> [Work request]: Each line below that includes "attributes" counts once; report the total and nothing more.

'''

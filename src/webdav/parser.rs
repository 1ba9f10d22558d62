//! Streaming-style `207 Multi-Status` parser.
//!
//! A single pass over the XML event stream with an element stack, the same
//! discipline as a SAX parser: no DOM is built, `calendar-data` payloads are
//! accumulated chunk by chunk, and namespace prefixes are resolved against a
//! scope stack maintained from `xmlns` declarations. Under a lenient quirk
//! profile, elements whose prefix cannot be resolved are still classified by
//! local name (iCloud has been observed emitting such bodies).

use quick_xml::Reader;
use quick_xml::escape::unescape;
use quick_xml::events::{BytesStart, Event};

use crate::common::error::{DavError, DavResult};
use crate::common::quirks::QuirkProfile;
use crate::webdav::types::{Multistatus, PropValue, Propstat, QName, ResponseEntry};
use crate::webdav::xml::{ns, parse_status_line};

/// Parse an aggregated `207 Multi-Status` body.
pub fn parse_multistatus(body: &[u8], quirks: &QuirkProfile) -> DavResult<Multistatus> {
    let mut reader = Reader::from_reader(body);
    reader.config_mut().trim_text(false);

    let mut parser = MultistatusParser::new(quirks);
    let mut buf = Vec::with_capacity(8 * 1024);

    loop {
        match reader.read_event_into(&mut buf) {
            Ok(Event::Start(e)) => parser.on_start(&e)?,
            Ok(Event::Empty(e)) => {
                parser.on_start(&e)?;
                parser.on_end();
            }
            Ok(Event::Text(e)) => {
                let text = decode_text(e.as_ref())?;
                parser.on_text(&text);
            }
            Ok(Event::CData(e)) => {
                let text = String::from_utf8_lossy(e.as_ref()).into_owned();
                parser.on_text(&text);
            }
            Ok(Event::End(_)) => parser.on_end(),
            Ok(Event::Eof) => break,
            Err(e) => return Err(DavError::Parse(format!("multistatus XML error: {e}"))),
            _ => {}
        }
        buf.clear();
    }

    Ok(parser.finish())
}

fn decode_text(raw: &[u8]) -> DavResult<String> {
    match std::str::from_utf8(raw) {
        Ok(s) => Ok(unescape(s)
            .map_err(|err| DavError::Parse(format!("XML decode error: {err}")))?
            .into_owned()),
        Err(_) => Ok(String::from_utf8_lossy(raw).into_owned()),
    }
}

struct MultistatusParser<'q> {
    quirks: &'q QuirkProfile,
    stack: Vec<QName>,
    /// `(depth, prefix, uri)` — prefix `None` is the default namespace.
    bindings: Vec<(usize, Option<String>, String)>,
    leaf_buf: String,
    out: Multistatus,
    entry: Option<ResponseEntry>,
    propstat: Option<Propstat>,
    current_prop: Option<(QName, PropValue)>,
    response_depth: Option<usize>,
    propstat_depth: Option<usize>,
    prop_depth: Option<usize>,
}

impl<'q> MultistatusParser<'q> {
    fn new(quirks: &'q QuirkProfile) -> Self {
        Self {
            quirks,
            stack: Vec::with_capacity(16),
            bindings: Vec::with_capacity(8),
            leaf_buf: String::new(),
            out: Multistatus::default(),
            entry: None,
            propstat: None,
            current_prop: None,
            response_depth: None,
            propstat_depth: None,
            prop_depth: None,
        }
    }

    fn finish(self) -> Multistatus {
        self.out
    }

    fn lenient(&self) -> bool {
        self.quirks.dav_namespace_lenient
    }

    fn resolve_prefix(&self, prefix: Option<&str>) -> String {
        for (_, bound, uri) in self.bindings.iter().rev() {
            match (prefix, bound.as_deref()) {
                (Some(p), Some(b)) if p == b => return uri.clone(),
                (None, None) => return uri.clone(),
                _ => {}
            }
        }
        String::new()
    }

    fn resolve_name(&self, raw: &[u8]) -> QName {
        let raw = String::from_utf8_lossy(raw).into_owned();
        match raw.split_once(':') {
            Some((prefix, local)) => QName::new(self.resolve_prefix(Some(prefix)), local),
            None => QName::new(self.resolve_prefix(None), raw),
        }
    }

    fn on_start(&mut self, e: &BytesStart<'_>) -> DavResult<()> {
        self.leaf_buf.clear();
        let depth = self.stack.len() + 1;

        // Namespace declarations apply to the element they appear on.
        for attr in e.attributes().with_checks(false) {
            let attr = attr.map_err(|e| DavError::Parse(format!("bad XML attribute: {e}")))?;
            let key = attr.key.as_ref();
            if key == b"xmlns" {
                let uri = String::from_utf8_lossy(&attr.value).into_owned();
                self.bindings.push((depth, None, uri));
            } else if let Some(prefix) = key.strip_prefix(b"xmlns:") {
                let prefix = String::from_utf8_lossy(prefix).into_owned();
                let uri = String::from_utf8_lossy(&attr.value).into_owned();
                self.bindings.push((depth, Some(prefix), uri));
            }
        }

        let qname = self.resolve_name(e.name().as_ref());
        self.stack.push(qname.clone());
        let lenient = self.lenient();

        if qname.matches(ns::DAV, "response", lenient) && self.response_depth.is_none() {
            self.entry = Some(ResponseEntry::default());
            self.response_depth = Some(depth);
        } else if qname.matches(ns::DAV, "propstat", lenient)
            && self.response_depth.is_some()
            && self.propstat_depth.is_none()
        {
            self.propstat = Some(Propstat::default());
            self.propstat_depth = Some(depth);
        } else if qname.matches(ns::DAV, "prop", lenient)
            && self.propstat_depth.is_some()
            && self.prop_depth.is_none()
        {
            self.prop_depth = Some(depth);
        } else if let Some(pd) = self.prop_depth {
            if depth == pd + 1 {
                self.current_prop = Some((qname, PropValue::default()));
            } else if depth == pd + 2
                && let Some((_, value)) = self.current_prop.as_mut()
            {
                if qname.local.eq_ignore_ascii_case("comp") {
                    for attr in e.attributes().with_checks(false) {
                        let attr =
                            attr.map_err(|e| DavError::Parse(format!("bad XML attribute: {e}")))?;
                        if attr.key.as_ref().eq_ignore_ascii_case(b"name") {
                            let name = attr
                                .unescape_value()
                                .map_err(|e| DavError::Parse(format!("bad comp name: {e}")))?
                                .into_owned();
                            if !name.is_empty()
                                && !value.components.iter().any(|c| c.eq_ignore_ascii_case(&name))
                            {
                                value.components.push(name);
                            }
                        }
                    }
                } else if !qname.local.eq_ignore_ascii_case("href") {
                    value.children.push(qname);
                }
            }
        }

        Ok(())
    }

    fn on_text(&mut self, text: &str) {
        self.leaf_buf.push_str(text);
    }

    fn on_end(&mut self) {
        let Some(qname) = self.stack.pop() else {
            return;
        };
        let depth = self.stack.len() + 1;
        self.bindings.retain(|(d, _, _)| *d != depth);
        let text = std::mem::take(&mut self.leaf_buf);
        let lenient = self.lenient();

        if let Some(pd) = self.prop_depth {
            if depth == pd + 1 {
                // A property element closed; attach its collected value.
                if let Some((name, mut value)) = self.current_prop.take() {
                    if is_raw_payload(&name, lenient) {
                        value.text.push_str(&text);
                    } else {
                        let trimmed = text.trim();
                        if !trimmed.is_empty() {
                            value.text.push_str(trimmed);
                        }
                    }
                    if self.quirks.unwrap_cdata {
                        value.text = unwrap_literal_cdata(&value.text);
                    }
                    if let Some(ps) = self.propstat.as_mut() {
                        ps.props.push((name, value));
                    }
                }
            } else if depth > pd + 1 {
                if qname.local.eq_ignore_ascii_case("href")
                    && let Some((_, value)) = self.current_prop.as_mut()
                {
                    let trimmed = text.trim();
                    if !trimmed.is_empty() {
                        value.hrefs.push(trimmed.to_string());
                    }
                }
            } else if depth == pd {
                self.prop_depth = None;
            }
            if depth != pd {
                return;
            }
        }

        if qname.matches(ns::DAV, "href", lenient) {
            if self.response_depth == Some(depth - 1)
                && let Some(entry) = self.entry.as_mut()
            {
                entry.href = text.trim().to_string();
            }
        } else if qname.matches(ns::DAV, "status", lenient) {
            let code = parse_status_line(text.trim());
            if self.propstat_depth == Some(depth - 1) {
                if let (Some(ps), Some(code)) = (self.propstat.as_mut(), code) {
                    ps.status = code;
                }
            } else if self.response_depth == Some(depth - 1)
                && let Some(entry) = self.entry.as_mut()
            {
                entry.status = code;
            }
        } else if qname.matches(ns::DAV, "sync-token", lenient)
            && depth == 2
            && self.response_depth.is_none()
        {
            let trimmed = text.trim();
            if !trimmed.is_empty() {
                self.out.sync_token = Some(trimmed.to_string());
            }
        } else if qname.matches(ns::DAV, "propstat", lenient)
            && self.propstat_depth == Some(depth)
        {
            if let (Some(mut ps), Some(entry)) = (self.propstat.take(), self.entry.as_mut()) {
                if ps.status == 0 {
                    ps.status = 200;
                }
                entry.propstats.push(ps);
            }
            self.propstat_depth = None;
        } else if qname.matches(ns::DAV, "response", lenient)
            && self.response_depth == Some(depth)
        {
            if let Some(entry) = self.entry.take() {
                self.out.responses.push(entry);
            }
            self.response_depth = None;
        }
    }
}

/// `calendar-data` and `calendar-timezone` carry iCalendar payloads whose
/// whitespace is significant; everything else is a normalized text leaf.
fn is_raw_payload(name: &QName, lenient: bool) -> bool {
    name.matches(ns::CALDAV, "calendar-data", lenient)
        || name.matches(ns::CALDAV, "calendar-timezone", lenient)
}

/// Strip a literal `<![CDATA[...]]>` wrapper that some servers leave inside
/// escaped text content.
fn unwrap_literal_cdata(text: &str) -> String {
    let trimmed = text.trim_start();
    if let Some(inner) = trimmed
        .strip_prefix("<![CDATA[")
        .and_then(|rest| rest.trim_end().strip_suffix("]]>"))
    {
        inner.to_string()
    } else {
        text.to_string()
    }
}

'''
'''

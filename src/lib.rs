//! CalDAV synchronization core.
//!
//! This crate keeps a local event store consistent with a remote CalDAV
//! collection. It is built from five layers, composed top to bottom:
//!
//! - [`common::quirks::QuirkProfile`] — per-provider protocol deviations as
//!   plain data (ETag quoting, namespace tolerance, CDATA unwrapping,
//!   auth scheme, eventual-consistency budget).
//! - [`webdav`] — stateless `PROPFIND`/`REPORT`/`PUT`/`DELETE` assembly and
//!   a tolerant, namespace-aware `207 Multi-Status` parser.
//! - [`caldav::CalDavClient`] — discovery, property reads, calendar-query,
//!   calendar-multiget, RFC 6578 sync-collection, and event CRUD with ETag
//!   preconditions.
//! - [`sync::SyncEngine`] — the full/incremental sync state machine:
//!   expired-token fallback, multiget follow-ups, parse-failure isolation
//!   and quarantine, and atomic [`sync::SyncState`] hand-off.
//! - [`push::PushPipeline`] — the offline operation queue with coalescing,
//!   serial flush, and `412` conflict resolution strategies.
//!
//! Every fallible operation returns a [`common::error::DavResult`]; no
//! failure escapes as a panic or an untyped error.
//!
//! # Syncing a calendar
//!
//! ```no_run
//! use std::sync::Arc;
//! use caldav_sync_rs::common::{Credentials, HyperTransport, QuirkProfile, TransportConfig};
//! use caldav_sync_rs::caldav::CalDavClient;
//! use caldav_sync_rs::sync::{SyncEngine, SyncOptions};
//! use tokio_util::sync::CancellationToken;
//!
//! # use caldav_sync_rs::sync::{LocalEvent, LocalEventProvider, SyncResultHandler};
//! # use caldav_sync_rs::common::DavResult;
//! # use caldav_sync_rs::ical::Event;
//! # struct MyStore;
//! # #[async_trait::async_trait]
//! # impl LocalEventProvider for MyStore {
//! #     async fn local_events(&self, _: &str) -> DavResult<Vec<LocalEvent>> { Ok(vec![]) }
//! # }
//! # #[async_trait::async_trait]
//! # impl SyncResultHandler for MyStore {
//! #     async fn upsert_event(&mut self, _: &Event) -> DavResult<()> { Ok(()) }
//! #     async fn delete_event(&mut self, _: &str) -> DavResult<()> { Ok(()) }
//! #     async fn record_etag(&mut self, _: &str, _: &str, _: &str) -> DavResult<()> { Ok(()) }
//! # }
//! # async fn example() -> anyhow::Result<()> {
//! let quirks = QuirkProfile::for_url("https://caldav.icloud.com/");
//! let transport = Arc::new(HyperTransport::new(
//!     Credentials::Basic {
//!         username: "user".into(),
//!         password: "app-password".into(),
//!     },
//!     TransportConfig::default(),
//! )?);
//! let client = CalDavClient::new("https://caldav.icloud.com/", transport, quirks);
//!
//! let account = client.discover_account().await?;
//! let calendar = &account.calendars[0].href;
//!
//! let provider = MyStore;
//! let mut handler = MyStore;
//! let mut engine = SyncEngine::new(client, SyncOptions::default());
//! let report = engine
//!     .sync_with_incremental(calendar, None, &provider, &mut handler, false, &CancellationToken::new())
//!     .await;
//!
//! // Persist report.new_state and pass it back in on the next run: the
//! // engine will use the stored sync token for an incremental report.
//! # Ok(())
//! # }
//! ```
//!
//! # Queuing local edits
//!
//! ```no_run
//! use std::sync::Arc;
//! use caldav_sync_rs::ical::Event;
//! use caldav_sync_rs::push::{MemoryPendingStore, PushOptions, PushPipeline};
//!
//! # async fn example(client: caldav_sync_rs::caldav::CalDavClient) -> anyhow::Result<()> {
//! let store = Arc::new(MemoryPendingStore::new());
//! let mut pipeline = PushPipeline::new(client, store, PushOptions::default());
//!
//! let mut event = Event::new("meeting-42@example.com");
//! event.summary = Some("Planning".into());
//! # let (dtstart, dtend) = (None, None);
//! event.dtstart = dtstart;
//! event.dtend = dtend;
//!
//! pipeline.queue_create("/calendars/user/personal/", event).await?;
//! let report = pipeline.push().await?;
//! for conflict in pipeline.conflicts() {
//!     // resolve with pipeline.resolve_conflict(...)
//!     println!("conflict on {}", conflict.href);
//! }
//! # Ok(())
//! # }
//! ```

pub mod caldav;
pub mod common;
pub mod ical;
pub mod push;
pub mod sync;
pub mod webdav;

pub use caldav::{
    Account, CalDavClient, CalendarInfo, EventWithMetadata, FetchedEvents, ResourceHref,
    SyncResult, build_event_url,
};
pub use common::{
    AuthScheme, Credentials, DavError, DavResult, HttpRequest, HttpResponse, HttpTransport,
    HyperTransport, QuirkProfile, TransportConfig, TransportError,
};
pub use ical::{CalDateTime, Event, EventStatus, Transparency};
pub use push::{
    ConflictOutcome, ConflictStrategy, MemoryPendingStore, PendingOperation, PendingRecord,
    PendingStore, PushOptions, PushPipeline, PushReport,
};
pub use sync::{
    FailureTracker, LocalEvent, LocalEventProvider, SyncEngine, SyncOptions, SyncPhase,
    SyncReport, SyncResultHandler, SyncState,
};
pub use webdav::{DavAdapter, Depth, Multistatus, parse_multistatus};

'''
'''

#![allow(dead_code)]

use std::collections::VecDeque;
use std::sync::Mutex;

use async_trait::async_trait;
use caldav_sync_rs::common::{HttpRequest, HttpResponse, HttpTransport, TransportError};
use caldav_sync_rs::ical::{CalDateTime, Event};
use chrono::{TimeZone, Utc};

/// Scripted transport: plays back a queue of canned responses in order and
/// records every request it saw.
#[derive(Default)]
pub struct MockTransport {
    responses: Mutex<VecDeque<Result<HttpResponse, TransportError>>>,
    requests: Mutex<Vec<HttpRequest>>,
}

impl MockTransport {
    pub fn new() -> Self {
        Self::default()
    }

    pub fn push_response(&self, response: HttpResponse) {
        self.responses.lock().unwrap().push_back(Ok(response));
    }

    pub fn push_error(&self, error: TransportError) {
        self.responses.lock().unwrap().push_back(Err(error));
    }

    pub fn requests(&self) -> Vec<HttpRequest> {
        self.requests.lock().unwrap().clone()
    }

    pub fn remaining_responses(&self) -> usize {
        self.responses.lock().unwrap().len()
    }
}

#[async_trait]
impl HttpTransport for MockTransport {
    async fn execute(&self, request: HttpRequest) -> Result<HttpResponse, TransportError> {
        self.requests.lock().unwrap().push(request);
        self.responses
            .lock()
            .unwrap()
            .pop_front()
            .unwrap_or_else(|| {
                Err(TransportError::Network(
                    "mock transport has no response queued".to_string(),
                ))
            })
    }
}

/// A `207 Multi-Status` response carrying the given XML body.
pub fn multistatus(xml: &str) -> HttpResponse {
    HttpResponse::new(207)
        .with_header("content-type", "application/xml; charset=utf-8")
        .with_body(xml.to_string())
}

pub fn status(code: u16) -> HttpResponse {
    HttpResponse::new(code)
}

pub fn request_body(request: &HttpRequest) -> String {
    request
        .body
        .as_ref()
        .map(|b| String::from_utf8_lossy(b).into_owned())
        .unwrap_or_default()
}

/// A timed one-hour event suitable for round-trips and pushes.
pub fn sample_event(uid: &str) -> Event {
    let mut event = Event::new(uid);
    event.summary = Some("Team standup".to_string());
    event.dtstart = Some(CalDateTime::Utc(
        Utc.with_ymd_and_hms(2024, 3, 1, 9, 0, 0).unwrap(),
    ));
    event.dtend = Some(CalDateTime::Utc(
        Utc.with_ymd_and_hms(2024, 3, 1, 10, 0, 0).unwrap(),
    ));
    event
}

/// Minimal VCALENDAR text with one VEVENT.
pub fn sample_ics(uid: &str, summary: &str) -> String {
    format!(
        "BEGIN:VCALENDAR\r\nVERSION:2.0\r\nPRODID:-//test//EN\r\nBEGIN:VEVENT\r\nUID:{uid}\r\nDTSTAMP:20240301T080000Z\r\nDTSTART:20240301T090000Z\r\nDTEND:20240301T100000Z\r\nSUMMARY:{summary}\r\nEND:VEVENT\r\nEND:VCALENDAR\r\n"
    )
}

'''

> [Problem solution]: 2